223. Predicting Mortality Among Immunocompromised Patients Who Present With Bloodstream Infection

Abstract

Abstract Background The revised definition of sepsis (Sepsis-3) uses Sequential Organ Failure Assessment (SOFA) and quick SOFA (qSOFA) to identify patients with sepsis instead of systemic inflammatory response syndrome (SIRS) criteria. Subsequent studies revealed contradictory results pertaining to qSOFA, and limited data are available for immunocompromised patients.
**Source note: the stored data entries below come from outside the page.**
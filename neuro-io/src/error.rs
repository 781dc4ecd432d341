//! Adapter error types.

use thiserror::Error;

/// Errors that can occur inside an input adapter.
#[derive(Debug, Error)]
pub enum AdapterError {
    /// Could not reach the external service.
    #[error("Adapter unavailable: {0}")]
    Unavailable(String),

    /// HTTP request to the speech endpoint failed.
    #[error("Speech endpoint request failed: {0}")]
    RequestFailed(String),

    /// Speech endpoint response was not the expected JSON shape.
    #[error("Failed to parse speech endpoint response: {0}")]
    ParseError(String),

    /// IRC protocol violation or unexpected server response.
    #[error("Twitch IRC protocol error: {0}")]
    Protocol(String),

    /// Underlying socket I/O failed.
    #[error("I/O error: {0}")]
    Io(#[from] std::io::Error),

    /// The consumer side of the event channel is gone; time to shut down.
    #[error("Event channel closed")]
    ChannelClosed,
}

impl From<reqwest::Error> for AdapterError {
    fn from(err: reqwest::Error) -> Self {
        if err.is_connect() || err.is_timeout() {
            AdapterError::Unavailable(err.to_string())
        } else if err.is_decode() {
            AdapterError::ParseError(err.to_string())
        } else {
            AdapterError::RequestFailed(err.to_string())
        }
    }
}
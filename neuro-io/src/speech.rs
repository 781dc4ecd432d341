//! Speech-to-text adapter.
//!
//! Polls a local Whisper-style HTTP endpoint for finalized utterances. The
//! endpoint contract is a GET returning a JSON array of utterances recognised
//! since the previous poll:
//!
//! ```json
//! [{ "text": "hello there" }, { "text": "how are you" }]
//! ```
//!
//! An unreachable endpoint is logged and retried at the poll interval —
//! speech input degrades to silence instead of crashing the companion.

use std::time::Duration;

use reqwest::Client;
use serde::Deserialize;
use tokio::sync::mpsc;
use tracing::{debug, info, warn};

use neuro_core::config::SpeechConfig;

use crate::error::AdapterError;
use crate::event::InputEvent;

/// One finalized utterance from the endpoint.
#[derive(Debug, Deserialize)]
struct Utterance {
    text: String,
}

/// Polling speech adapter.
pub struct SpeechAdapter {
    endpoint: String,
    poll_interval: Duration,
    http: Client,
}

impl SpeechAdapter {
    /// Build an adapter from configuration.
    #[must_use]
    pub fn new(config: &SpeechConfig) -> Self {
        Self {
            endpoint: config.endpoint.clone(),
            poll_interval: Duration::from_millis(config.poll_interval_ms),
            http: Client::new(),
        }
    }

    /// Run the poll loop, forwarding every utterance into `tx` as a
    /// `"[Voice] {text}"` event. Returns when the consumer drops the
    /// receiving end.
    ///
    /// # Errors
    ///
    /// Only [`AdapterError::ChannelClosed`] terminates the loop with an
    /// error-shaped result; endpoint failures are retried indefinitely.
    pub async fn run(self, tx: mpsc::Sender<InputEvent>) -> Result<(), AdapterError> {
        info!(endpoint = %self.endpoint, "Speech adapter started");

        loop {
            match self.poll_once().await {
                Ok(utterances) => {
                    for utterance in utterances {
                        if utterance.text.trim().is_empty() {
                            continue;
                        }
                        debug!(text = %utterance.text, "Recognised utterance");
                        if tx.send(InputEvent::voice(&utterance.text)).await.is_err() {
                            info!("Speech adapter stopping, channel closed");
                            return Err(AdapterError::ChannelClosed);
                        }
                    }
                }
                Err(err) => {
                    warn!(endpoint = %self.endpoint, error = %err, "Speech poll failed");
                }
            }

            tokio::time::sleep(self.poll_interval).await;
        }
    }

    async fn poll_once(&self) -> Result<Vec<Utterance>, AdapterError> {
        let response = self.http.get(&self.endpoint).send().await?;
        let response = response.error_for_status()?;
        let utterances = response.json::<Vec<Utterance>>().await?;
        Ok(utterances)
    }
}
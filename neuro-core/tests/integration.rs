//! Integration tests — end-to-end perceive flows.
//!
//! These exercise the full pipeline: input → emotion → mood → memory store →
//! goal adjust → self update → composite response, plus restart behavior of
//! the persisted memory log.

use chrono::{Duration, Utc};

use neuro_core::agent::Agent;
use neuro_core::config::NeuroConfig;
use neuro_core::memory::MemoryLog;
use neuro_core::types::MemoryKind;

fn config_in(dir: &tempfile::TempDir) -> NeuroConfig {
    let mut config = NeuroConfig::default();
    config.memory.file = dir.path().join("memories.txt");
    config
}

#[test]
fn conversation_flow_builds_state() {
    let dir = tempfile::tempdir().expect("tempdir");
    let mut agent = Agent::new(&config_in(&dir)).expect("agent");

    let p1 = agent.perceive("hello there").expect("perceive");
    assert_eq!(p1.mood, "Calm (30%)");
    assert_eq!(p1.goal, "Be helpful");

    let p2 = agent.perceive("i love talking to you").expect("perceive");
    assert_eq!(p2.mood, "Happy (70%)");
    assert_eq!(p2.recall, "I recall: i love talking to you");

    let p3 = agent.perceive("you are so smart, why is that").expect("perceive");
    assert_eq!(p3.goal, "Question existence");
    assert!(p3.reflection.contains("analytical"));
    assert!(p3.reflection.ends_with("Interactions: 3."));

    assert_eq!(agent.memory().len(), 3);
    assert_eq!(agent.goals().len(), 4);
}

#[test]
fn double_why_appends_two_goals() {
    let dir = tempfile::tempdir().expect("tempdir");
    let mut agent = Agent::new(&config_in(&dir)).expect("agent");

    agent.perceive("why").expect("perceive");
    agent.perceive("no really, why").expect("perceive");

    let existential = agent
        .goals()
        .goals()
        .iter()
        .filter(|g| g.description == "Question existence")
        .count();
    assert_eq!(existential, 2);
    assert_eq!(agent.goals().top_goal(), "Question existence");
}

#[test]
fn sad_mood_propagates_into_memory_tag() {
    let dir = tempfile::tempdir().expect("tempdir");
    let mut agent = Agent::new(&config_in(&dir)).expect("agent");

    let p = agent.perceive("i feel so alone").expect("perceive");
    assert_eq!(p.mood, "Sad (60%)");
    assert_eq!(agent.memory().entries()[0].tag, "sad");
}

#[test]
fn mood_decays_back_to_neutral_between_inputs() {
    let dir = tempfile::tempdir().expect("tempdir");
    let mut agent = Agent::new(&config_in(&dir)).expect("agent");

    let start = Utc::now();
    agent.perceive_at("i hate mondays", start).expect("perceive");

    // Two minutes later the angry event is outside the window; the new
    // input classifies as Calm and is the only survivor.
    let later = start + Duration::seconds(120);
    let p = agent.perceive_at("just checking in", later).expect("perceive");
    assert_eq!(p.mood, "Calm (30%)");
}

#[test]
fn memory_survives_restart() {
    let dir = tempfile::tempdir().expect("tempdir");
    let config = config_in(&dir);

    {
        let mut agent = Agent::new(&config).expect("agent");
        agent.perceive("remember i like tea").expect("perceive");
        agent.perceive("you said hi earlier").expect("perceive");
    }

    // A fresh agent reloads the flat file.
    let mut agent = Agent::new(&config).expect("agent");
    assert_eq!(agent.memory().len(), 2);
    assert_eq!(agent.memory().entries()[0].kind, MemoryKind::Episodic);

    let p = agent.perceive("what was that").expect("perceive");
    assert_eq!(p.recall, "I recall: you said hi earlier");
}

#[test]
fn adapter_formatted_inputs_flow_through_unchanged() {
    let dir = tempfile::tempdir().expect("tempdir");
    let mut agent = Agent::new(&config_in(&dir)).expect("agent");

    let p = agent
        .perceive("[Twitch somestreamer]: this chat is fun")
        .expect("perceive");
    assert_eq!(p.mood, "Happy (70%)");
    assert_eq!(
        agent.memory().entries()[0].text,
        "[Twitch somestreamer]: this chat is fun"
    );

    agent.perceive("[Voice] can you hear me").expect("perceive");
    assert_eq!(agent.memory().recall("hear"), "I recall: [Voice] can you hear me");
}

#[test]
fn log_is_readable_standalone() {
    let dir = tempfile::tempdir().expect("tempdir");
    let config = config_in(&dir);

    {
        let mut agent = Agent::new(&config).expect("agent");
        agent.perceive("one").expect("perceive");
        agent.perceive("two").expect("perceive");
        agent.perceive("three").expect("perceive");
    }

    let log = MemoryLog::open(&config.memory.file).expect("open");
    assert_eq!(log.len(), 3);
    let texts: Vec<_> = log.entries().iter().map(|e| e.text.as_str()).collect();
    assert_eq!(texts, vec!["one", "two", "three"]);
}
The objectives of this study were to (1) evaluate the performance of Sepsis -3 in a cohort of immunocompromised patients with microbiologically-proven sepsis, defined as having received antibiotics and having bloodstream infection (BSI); and (2) to compare its performance in the BSI cohort to its performance in immunocompromised patients who received antibiotics but did not have BSI (Non-BSI cohort). Methods Adult patients with hematologic malignancy or solid transplant recipients admitted to Michigan Medicine between 2012–2017 with suspected infection were included based on criteria used in the Sepsis-3 study: having both a body fluid culture and having received intravenous antibiotics. SOFA, qSOFA and SIRS components within 1 day of the index date (culture date or antibiotic date, whichever came first) were extracted from the medical record. For each group, a baseline risk model for mortality was created including age, gender, race, and Charlson comorbidity index. Each score (SOFA ≥ 2, qSOFA ≥ 2, SIRS ≥ 2) was added to the baseline risk model as a dichotomous variable and AUROC values were calculated. Results 2822 patients with a mean age of 56.8±15.6 were included. 349 (12.4%) had BSI. The most common immune compromising conditions were solid-organ transplantation (47%), lymphoma (21.3%) and acute leukemia (17%). 14% of patients in the BSI cohort died during hospitalization compared with 6.6% in the non-BSI cohort (P < 0.001). For the BSI cohort, when SOFA ≥ 2, qSOFA ≥ 2, SIRS ≥ 2 scores were added to the model, the AUROC values were less than those for the non-BSI cohort (table). The addition of SOFA ≥6 to the baseline risk model produced the highest AUROC values in both the BSI and non-BSI cohorts (figure). Conclusion Among immunocompromised patients, an SOFA score ≥6 was the strongest predictor of mortality. Surprisingly, sepsis scores performed better in the non-BSI cohort than in the BSI cohort. Disclosures All authors: No reported disclosures.